======== SUPPLIED RECORDS

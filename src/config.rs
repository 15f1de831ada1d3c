//! Application configuration, read from a `.properties`-style file.
//!
//! The configuration is an explicit value handed to whoever needs it at
//! construction time; there is no process-wide singleton. The core only
//! interprets the `alphabet` key, everything else is passed through untyped for
//! the surrounding layers (window titles, canvas sizes and the like).

use std::io::{BufRead, BufReader, Read};
use std::path::Path;

use crate::alphabet::{Alphabet, AlphabetError};
use crate::math::Map;

/// Key under which the machine alphabet is configured, as a comma-delimited
/// symbol list.
pub const ALPHABET_KEY: &str = "alphabet";

/// A parsed set of configuration properties.
///
/// # Example
/// ```
/// use dfa_machine::config::Config;
///
/// let config: Config = "# machine setup\nalphabet=0,1\nmain-title=Machines"
///     .parse()
///     .unwrap();
/// assert_eq!(config.alphabet().unwrap().size(), 2);
/// assert_eq!(config.get("main-title"), Some("Machines"));
/// ```
#[derive(Clone, Debug, Default)]
pub struct Config {
    properties: Map<String, String>,
}

impl Config {
    /// Reads properties from `key=value` lines. Blank lines and lines starting
    /// with `#` or `!` are skipped; keys and values are trimmed.
    pub fn from_reader<R: Read>(reader: R) -> Result<Self, ConfigError> {
        let mut properties = Map::default();
        for (line_no, line) in BufReader::new(reader).lines().enumerate() {
            let line = line?;
            let trimmed = line.trim();
            if trimmed.is_empty() || trimmed.starts_with(['#', '!']) {
                continue;
            }
            let (key, value) = trimmed.split_once('=').ok_or_else(|| ConfigError::BadLine {
                line_no: line_no + 1,
                line: line.clone(),
            })?;
            properties.insert(key.trim().to_string(), value.trim().to_string());
        }
        Ok(Self { properties })
    }

    /// Reads properties from a file.
    pub fn from_path(path: impl AsRef<Path>) -> Result<Self, ConfigError> {
        Self::from_reader(std::fs::File::open(path)?)
    }

    /// The configured machine alphabet.
    pub fn alphabet(&self) -> Result<Alphabet, ConfigError> {
        let csv = self
            .get(ALPHABET_KEY)
            .ok_or_else(|| ConfigError::MissingKey(ALPHABET_KEY.to_string()))?;
        Ok(Alphabet::from_csv(csv)?)
    }

    /// Raw value of an arbitrary property.
    pub fn get(&self, key: &str) -> Option<&str> {
        self.properties.get(key).map(String::as_str)
    }
}

impl std::str::FromStr for Config {
    type Err = ConfigError;

    fn from_str(s: &str) -> Result<Self, Self::Err> {
        Self::from_reader(s.as_bytes())
    }
}

/// Failures while reading the configuration.
#[derive(Debug, thiserror::Error)]
pub enum ConfigError {
    /// The underlying reader failed.
    #[error(transparent)]
    Io(#[from] std::io::Error),
    /// A required property is absent.
    #[error("missing property {0:?}")]
    MissingKey(String),
    /// The configured alphabet is not valid.
    #[error(transparent)]
    Alphabet(#[from] AlphabetError),
    /// A non-comment line is not of the form `key=value`.
    #[error("malformed line {line_no}: {line:?}")]
    BadLine {
        /// One-based line number.
        line_no: usize,
        /// The offending line.
        line: String,
    },
}

#[cfg(test)]
mod tests {
    use super::*;

    #[test]
    fn parses_properties() {
        let config: Config = "# comment\n! also a comment\n\nalphabet = a,b\ncanvas-width=600\n"
            .parse()
            .unwrap();
        assert_eq!(config.get("canvas-width"), Some("600"));
        assert_eq!(config.get("unknown"), None);

        let alphabet = config.alphabet().unwrap();
        assert!(alphabet.contains_all(["a", "b"]));
    }

    #[test]
    fn missing_alphabet_key() {
        let config: Config = "main-title=Machines".parse().unwrap();
        assert!(matches!(config.alphabet(), Err(ConfigError::MissingKey(_))));
    }

    #[test]
    fn bad_lines_are_rejected() {
        let err = "alphabet=0,1\nnot a property\n".parse::<Config>().unwrap_err();
        assert!(matches!(err, ConfigError::BadLine { line_no: 2, .. }));
    }

    #[test]
    fn degenerate_alphabet_is_surfaced() {
        let config: Config = "alphabet=0,,1".parse().unwrap();
        assert!(matches!(config.alphabet(), Err(ConfigError::Alphabet(_))));
    }
}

================

Determine the number of lines in the entries that contain the word "width". Give that number and nothing more.

2